In France, in the 18th century, man was conceived as a machine; in the 19th century he was seen only from outside and his inner nature was not reached. Only the sheath around man was there. This sheath does stand at the summit of the animal world. But what this sheath surrounds comes from quite different worlds, into which there was no longer any insight, because all that remained was the sense-perception into which the ancient clairvoyance had developed, and the mathematics and mechanics into which the old spiritual science of astronomy had developed. Through the science arising from within, man could only be conceived of as a machine; and with the science relating to the external world, man could not be conceived at all, but only his sheath. Nor is there any realization today of the extent to which the human being himself has been lost. Men study the anatomy and physiology of the animals and with certain modifications transfer this knowledge to the human being. But in the modern striving for knowledge there is no real understanding of the human being. From science — the highest authority recognized today — no conscious understanding of the human being is to be gained. Man as machine, comprehension of the material world in which the human being is not to be found — these have been the forerunners of our scientific mentality.

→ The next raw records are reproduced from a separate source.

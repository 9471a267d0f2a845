use crate::errors::Error;
use crate::storage::btree::{degree_for, MIN_DEGREE, PAGE_SIZE};
use crate::storage::{CharKey, ColumnType, Float};
use once_cell::sync::Lazy;
use std::path::PathBuf;

/// Where snapshots live unless told otherwise.
pub static DEFAULT_DATA_DIR: Lazy<PathBuf> = Lazy::new(|| {
    dirs::data_local_dir()
        .unwrap_or_else(|| PathBuf::from("data"))
        .join("minidex")
});

#[derive(Debug, Clone)]
pub struct Config {
    /// Page size the fan-out of new indexes is derived from.
    pub page_size: usize,
    /// Fixed fan-out for every new index, overriding `page_size`.
    pub degree: Option<usize>,
    pub data_dir: PathBuf,
    /// Load from and flush to `data_dir`.
    pub persist: bool,
}

impl Default for Config {
    fn default() -> Self {
        Self {
            page_size: PAGE_SIZE,
            degree: None,
            data_dir: DEFAULT_DATA_DIR.clone(),
            persist: true,
        }
    }
}

impl Config {
    pub fn in_memory() -> Self {
        Self {
            persist: false,
            ..Self::default()
        }
    }

    /// Checks that every index type can be built with a usable fan-out.
    ///
    /// # Errors
    /// Returns `Error::Config` for a degree below the minimum or a page too small
    /// to hold `MIN_DEGREE` keys of any index type.
    pub fn validate(&self) -> Result<(), Error> {
        if let Some(degree) = self.degree {
            if degree < MIN_DEGREE {
                return Err(err!(
                    Config,
                    "Degree {} is below the minimum of {}.",
                    degree,
                    MIN_DEGREE
                ));
            }
            return Ok(());
        }
        for column in [ColumnType::INT, ColumnType::FLOAT, ColumnType::CHAR] {
            let degree = self.degree_for(column);
            if degree < MIN_DEGREE {
                return Err(err!(
                    Config,
                    "Page size {} gives {} indexes degree {}, the minimum is {}.",
                    self.page_size,
                    column,
                    degree,
                    MIN_DEGREE
                ));
            }
        }
        Ok(())
    }

    /// Fan-out of a new index with keys of type `column`.
    pub fn degree_for(&self, column: ColumnType) -> usize {
        self.degree.unwrap_or_else(|| match column {
            ColumnType::INT => degree_for::<i32>(self.page_size),
            ColumnType::FLOAT => degree_for::<Float>(self.page_size),
            ColumnType::CHAR => degree_for::<CharKey>(self.page_size),
        })
    }
}

#[cfg(test)]
mod tests {
    use super::*;

    #[test]
    fn test_default_config() {
        let config = Config::default();
        config.validate().unwrap();
        assert!(config.persist);
        assert!(config.data_dir.ends_with("minidex"));
        assert_eq!(config.degree_for(ColumnType::INT), 511);
        assert_eq!(config.degree_for(ColumnType::CHAR), 15);
        assert!(!Config::in_memory().persist);
    }

    #[test]
    fn test_degree_override() {
        let config = Config {
            degree: Some(4),
            ..Config::in_memory()
        };
        config.validate().unwrap();
        assert_eq!(config.degree_for(ColumnType::CHAR), 4);

        let config = Config {
            degree: Some(2),
            ..Config::in_memory()
        };
        assert_eq!(config.validate().unwrap_err().code(), 6000);
    }

    #[test]
    fn test_tiny_page_is_rejected() {
        let config = Config {
            page_size: 20,
            ..Config::in_memory()
        };
        assert_eq!(config.validate().unwrap_err().code(), 6000);
    }

    #[test]
    fn test_page_too_small_for_char_keys() {
        let config = Config {
            page_size: 700,
            ..Config::in_memory()
        };
        assert!(config.degree_for(ColumnType::INT) >= MIN_DEGREE);
        assert!(config.degree_for(ColumnType::CHAR) < MIN_DEGREE);
        assert_eq!(config.validate().unwrap_err().code(), 6000);

        let config = Config {
            page_size: 700,
            degree: Some(3),
            ..Config::in_memory()
        };
        config.validate().unwrap();
    }
}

In one of the most recent books (another has since appeared, for the brochures aiming at refuting Anthroposophy are growing now into whole volumes) — in a fairly big book, we find it said that much in Anthroposophy is reminiscent of ancient mythologies. This is because the author simply does not understand Anthroposophy. He is a Licentiate of Theology, a very learned gentleman ... they are all learned gentlemen. This can be said as a refrain, thinking of the famous speech in Shakespeare's Julius Caesar: “So are they all honorable men ...” They are all learned men, and this particular one, because he does not understand Anthroposophy at all, finds in it something similar to ancient mythologies.
You know that in Anthroposophy it is a question of a fully conscious understanding of the world, an understanding with a consciousness that otherwise occurs only in mathematics with its inner penetration of the realities, so that it is certainly not a matter of mythological poetry. Nevertheless it is precisely through Anthroposophy that we are often deeply and inwardly stimulated to realize the meaning of ancient mythologies and ancient mythological pictures. These ancient mythologies are not poetry in the sense in which we think of poetry today: they are the outcome of naive Imaginations of a certain content of the world. This content of the world, however, was expressed in pictures. And if we let the deep significance of these pictures work upon us we find a wonderful sureness of knowledge in them. Let me remind you today of a poem of ancient India addressed to the God Varuna:
Varuna is the motive power in all beings.

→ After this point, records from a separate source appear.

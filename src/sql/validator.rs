use crate::errors;
use crate::storage::{ColumnType, ColumnValue, Offset};
use lazy_static::lazy_static;
use regex::Regex;

lazy_static! {
    static ref NAME_REGEX: Regex = Regex::new(r#"^[A-Za-z_][A-Za-z0-9_]*$"#).unwrap();
    static ref TYPE_REGEX: Regex = Regex::new(r#"^(?i)(INT|INTEGER|FLOAT|CHAR|VARCHAR)$"#).unwrap();
    static ref INT_REGEX: Regex = Regex::new(r#"^[-+]?\d+$"#).unwrap();
    static ref FLOAT_REGEX: Regex =
        Regex::new(r#"^[-+]?(\d+\.\d*|\.\d+|\d+)([eE][-+]?\d+)?$"#).unwrap();
}

/// Validates an index name against the regex.
///
/// # Arguments
/// * `name` - The index name to validate.
///
/// # Returns
/// A `Result` containing the validated name or an `errors::Error`.
pub fn validate_index_name(name: &str) -> Result<String, errors::Error> {
    if name.is_empty() {
        return Err(errors::Error::Syntax(
            "Index name cannot be empty.".to_owned(),
        ));
    }
    if NAME_REGEX.is_match(name) {
        Ok(name.to_string())
    } else {
        Err(errors::Error::Syntax(format!(
            "Index name ({}) must match regex {}.",
            name,
            NAME_REGEX.as_str()
        )))
    }
}

/// Validates a key type and converts it.
///
/// # Arguments
/// * `type_str` - The key type to validate.
///
/// # Returns
/// The parsed `ColumnType` or an `errors::Error` if the type is invalid.
pub fn validate_column_type(type_str: &str) -> Result<ColumnType, errors::Error> {
    if !TYPE_REGEX.is_match(type_str) {
        return Err(errors::Error::Syntax(format!(
            "Invalid index type: {}.",
            type_str
        )));
    }
    ColumnType::parse(type_str)
}

/// Parses a literal into a tagged value.
///
/// Quoted text is CHAR, integers are INT and decimals are FLOAT.
pub fn validate_value(value: &str) -> Result<ColumnValue, errors::Error> {
    let trimmed = value.trim();
    if trimmed.is_empty() {
        return Err(errors::Error::Syntax("Value cannot be empty.".to_owned()));
    }
    if trimmed.len() >= 2 && trimmed.starts_with('\'') && trimmed.ends_with('\'') {
        return Ok(ColumnValue::Char(trimmed[1..trimmed.len() - 1].to_string()));
    }
    if INT_REGEX.is_match(trimmed) {
        return Ok(ColumnValue::Int(trimmed.parse::<i32>()?));
    }
    if FLOAT_REGEX.is_match(trimmed) {
        return Ok(ColumnValue::Float(trimmed.parse::<f32>()?));
    }
    Err(errors::Error::Syntax(format!(
        "Invalid value: {}. Text values must be enclosed in single quotes.",
        trimmed
    )))
}

/// Parses a row offset.
pub fn validate_offset(value: &str) -> Result<Offset, errors::Error> {
    value.trim().parse::<Offset>().map_err(|_| {
        errors::Error::Syntax(format!("Invalid offset: {}.", value.trim()))
    })
}

#[cfg(test)]
mod tests {
    use super::*;

    #[test]
    fn test_index_names() {
        assert_eq!(validate_index_name("users_id").unwrap(), "users_id");
        assert!(validate_index_name("_x1").is_ok());
        assert!(validate_index_name("1abc").is_err());
        assert!(validate_index_name("a-b").is_err());
        assert!(validate_index_name("").is_err());
    }

    #[test]
    fn test_column_types() {
        assert_eq!(validate_column_type("int").unwrap(), ColumnType::INT);
        assert_eq!(validate_column_type("FLOAT").unwrap(), ColumnType::FLOAT);
        assert_eq!(validate_column_type("Char").unwrap(), ColumnType::CHAR);
        assert_eq!(validate_column_type("DOUBLE").unwrap_err().code(), 4000);
    }

    #[test]
    fn test_values() {
        assert_eq!(validate_value("42").unwrap(), ColumnValue::Int(42));
        assert_eq!(validate_value("-7").unwrap(), ColumnValue::Int(-7));
        assert_eq!(validate_value("2.5").unwrap(), ColumnValue::Float(2.5));
        assert_eq!(validate_value(".5").unwrap(), ColumnValue::Float(0.5));
        assert_eq!(
            validate_value("'two words'").unwrap(),
            ColumnValue::Char("two words".into())
        );
        assert_eq!(validate_value("''").unwrap(), ColumnValue::Char(String::new()));
        assert_eq!(validate_value("abc").unwrap_err().code(), 4000);
        assert_eq!(validate_value("99999999999").unwrap_err().code(), 4000);
    }

    #[test]
    fn test_offsets() {
        assert_eq!(validate_offset(" 12 ").unwrap(), 12);
        assert!(validate_offset("-1").is_err());
        assert!(validate_offset("x").is_err());
    }
}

Varuna is he who has spread the air through the forests.
Varuna is he who gives the swift-footed animals their swiftness.
Varuna is he who produces milk in the milk-bearing cows.

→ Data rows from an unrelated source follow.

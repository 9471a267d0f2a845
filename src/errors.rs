use std::fmt;

/// Custom error type for index operations, including specific error codes.
///
/// Each variant represents a distinct error condition with a unique error code for easier debugging
/// and error handling in applications.
#[derive(Debug)]
pub enum Error {
    /// I/O-related error (e.g., snapshot file operations).
    /// Error code: 1000
    Io(std::io::Error),
    /// Insertion of a key that is already stored in the tree.
    /// Error code: 2000
    DuplicateKey(String),
    /// Deletion of a key that is not stored in the tree.
    /// Error code: 2001
    KeyNotExist(String),
    /// The tree was asked to act on a node in a structurally impossible state.
    /// Error code: 2002
    InnerInvariant(String),
    /// An index with the same name already exists.
    /// Error code: 3000
    DuplicateIndex(String),
    /// The named index does not exist.
    /// Error code: 3001
    IndexNotExist(String),
    /// Key type does not agree with the declared type of the index.
    /// Error code: 3002
    TypeMismatch(String),
    /// Keys and offsets of a batch insertion differ in length.
    /// Error code: 3003
    BatchSizeMismatch(String),
    /// Statement syntax error.
    /// Error code: 4000
    Syntax(String),
    /// Snapshot serialization/deserialization error.
    /// Error code: 5000
    Encoding(String),
    /// Invalid page size or degree.
    /// Error code: 6000
    Config(String),
    /// Miscellaneous uncategorized error.
    /// Error code: 9000
    Other(String),
}

impl Error {
    /// Returns the error code associated with this error variant.
    ///
    /// # Examples
    /// ```
    /// let err = Error::KeyNotExist("42".to_string());
    /// assert_eq!(err.code(), 2001);
    /// ```
    pub fn code(&self) -> u32 {
        match self {
            Error::Io(_) => 1000,
            Error::DuplicateKey(_) => 2000,
            Error::KeyNotExist(_) => 2001,
            Error::InnerInvariant(_) => 2002,
            Error::DuplicateIndex(_) => 3000,
            Error::IndexNotExist(_) => 3001,
            Error::TypeMismatch(_) => 3002,
            Error::BatchSizeMismatch(_) => 3003,
            Error::Syntax(_) => 4000,
            Error::Encoding(_) => 5000,
            Error::Config(_) => 6000,
            Error::Other(_) => 9000,
        }
    }

    /// Returns a human-readable error category for this error variant.
    pub fn category(&self) -> &'static str {
        match self {
            Error::Io(_) => "I/O",
            Error::DuplicateKey(_) => "Duplicate Key",
            Error::KeyNotExist(_) => "Key Not Exist",
            Error::InnerInvariant(_) => "Inner Invariant",
            Error::DuplicateIndex(_) => "Duplicate Index",
            Error::IndexNotExist(_) => "Index Not Exist",
            Error::TypeMismatch(_) => "Type Mismatch",
            Error::BatchSizeMismatch(_) => "Batch Size",
            Error::Syntax(_) => "Syntax",
            Error::Encoding(_) => "Encoding",
            Error::Config(_) => "Config",
            Error::Other(_) => "Other",
        }
    }
}

impl fmt::Display for Error {
    fn fmt(&self, f: &mut fmt::Formatter<'_>) -> fmt::Result {
        match self {
            Error::Io(e) => write!(f, "[{}] I/O Error: {}", self.code(), e),
            Error::DuplicateKey(msg) => write!(f, "[{}] Duplicate Key: {}", self.code(), msg),
            Error::KeyNotExist(msg) => write!(f, "[{}] Key Not Exist: {}", self.code(), msg),
            Error::InnerInvariant(msg) => {
                write!(f, "[{}] Inner Invariant Violation: {}", self.code(), msg)
            }
            Error::DuplicateIndex(msg) => {
                write!(f, "[{}] Duplicate Index: {}", self.code(), msg)
            }
            Error::IndexNotExist(msg) => write!(f, "[{}] Index Not Exist: {}", self.code(), msg),
            Error::TypeMismatch(msg) => write!(f, "[{}] Type Mismatch: {}", self.code(), msg),
            Error::BatchSizeMismatch(msg) => {
                write!(f, "[{}] Batch Size Mismatch: {}", self.code(), msg)
            }
            Error::Syntax(msg) => write!(f, "[{}] Syntax Error: {}", self.code(), msg),
            Error::Encoding(msg) => write!(f, "[{}] Encoding Error: {}", self.code(), msg),
            Error::Config(msg) => write!(f, "[{}] Config Error: {}", self.code(), msg),
            Error::Other(msg) => write!(f, "[{}] Unknown Error: {}", self.code(), msg),
        }
    }
}

impl std::error::Error for Error {
    fn source(&self) -> Option<&(dyn std::error::Error + 'static)> {
        match self {
            Error::Io(err) => Some(err),
            _ => None,
        }
    }
}

impl From<std::io::Error> for Error {
    fn from(err: std::io::Error) -> Self {
        Error::Io(err)
    }
}

impl From<bincode::error::EncodeError> for Error {
    fn from(err: bincode::error::EncodeError) -> Self {
        Error::Encoding(format!("Failed to encode. {}", err))
    }
}

impl From<bincode::error::DecodeError> for Error {
    fn from(err: bincode::error::DecodeError) -> Self {
        Error::Encoding(format!("Failed to decode. {}", err))
    }
}

impl From<std::num::ParseIntError> for Error {
    fn from(err: std::num::ParseIntError) -> Self {
        Error::Syntax(format!("Integer parsing error: {}", err))
    }
}

impl From<std::num::ParseFloatError> for Error {
    fn from(err: std::num::ParseFloatError) -> Self {
        Error::Syntax(format!("Float parsing error: {}", err))
    }
}

/// Convenience macro to create an `Error` with a formatted message.
///
/// # Examples
/// ```
/// use crate::errors::{Error, err};
/// let err = err!(KeyNotExist, "Key {} is not stored", 7);
/// assert_eq!(err.code(), 2001);
/// assert_eq!(err.to_string(), "[2001] Key Not Exist: Key 7 is not stored");
/// ```
#[macro_export]
macro_rules! err {
    ($variant:ident, $msg:expr) => {
        $crate::errors::Error::$variant($msg.to_string())
    };
    ($variant:ident, $fmt:expr, $($arg:tt)*) => {
        $crate::errors::Error::$variant(format!($fmt, $($arg)*))
    };
}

Varuna is he who quickens the will in the heart of man.
Varuna is he who kindles the lightning in the oceans of clouds.
Varuna is he who causes the light of the Sun to shine in the vault of heaven.
Varuna is he who produces the soma-drink on the mountains.
In wonderful language this poem to Varuna contains what I described to you yesterday. Think of what enters from the inner forces of the Earth into man's physical and etheric bodies; these forces played into the consciousness and produced, in those ancient times, powers of inner vision. And then think of this poem and of the deep meaning in the indication that it is Varuna, the God of changes, who causes the air to blow through the forests (the Earth with her covering). This same power-giving Being, working from the Earth through the animals, causes the swiftness of horses, the life-substance in creatures who bear milk, stimulating in the heart of man the will-impulse from whence came the ancient, inner clairvoyance. In these indications we have something that makes intelligible the kind of vision possessed by the shepherds in the field. And then from what follows, we can understand the kind of vision living in the wise men from the East. For it is Varuna who kindles the fire of lightning in the oceans of clouds — we look out into the macrocosm and there find the forces which are understood with the knowledge possessed by the Magi. It is Varuna who causes the light of the Sun to shine in the heavens and who produces the soma-drink on the mountain — these are the forces which enable man to have vision of the world.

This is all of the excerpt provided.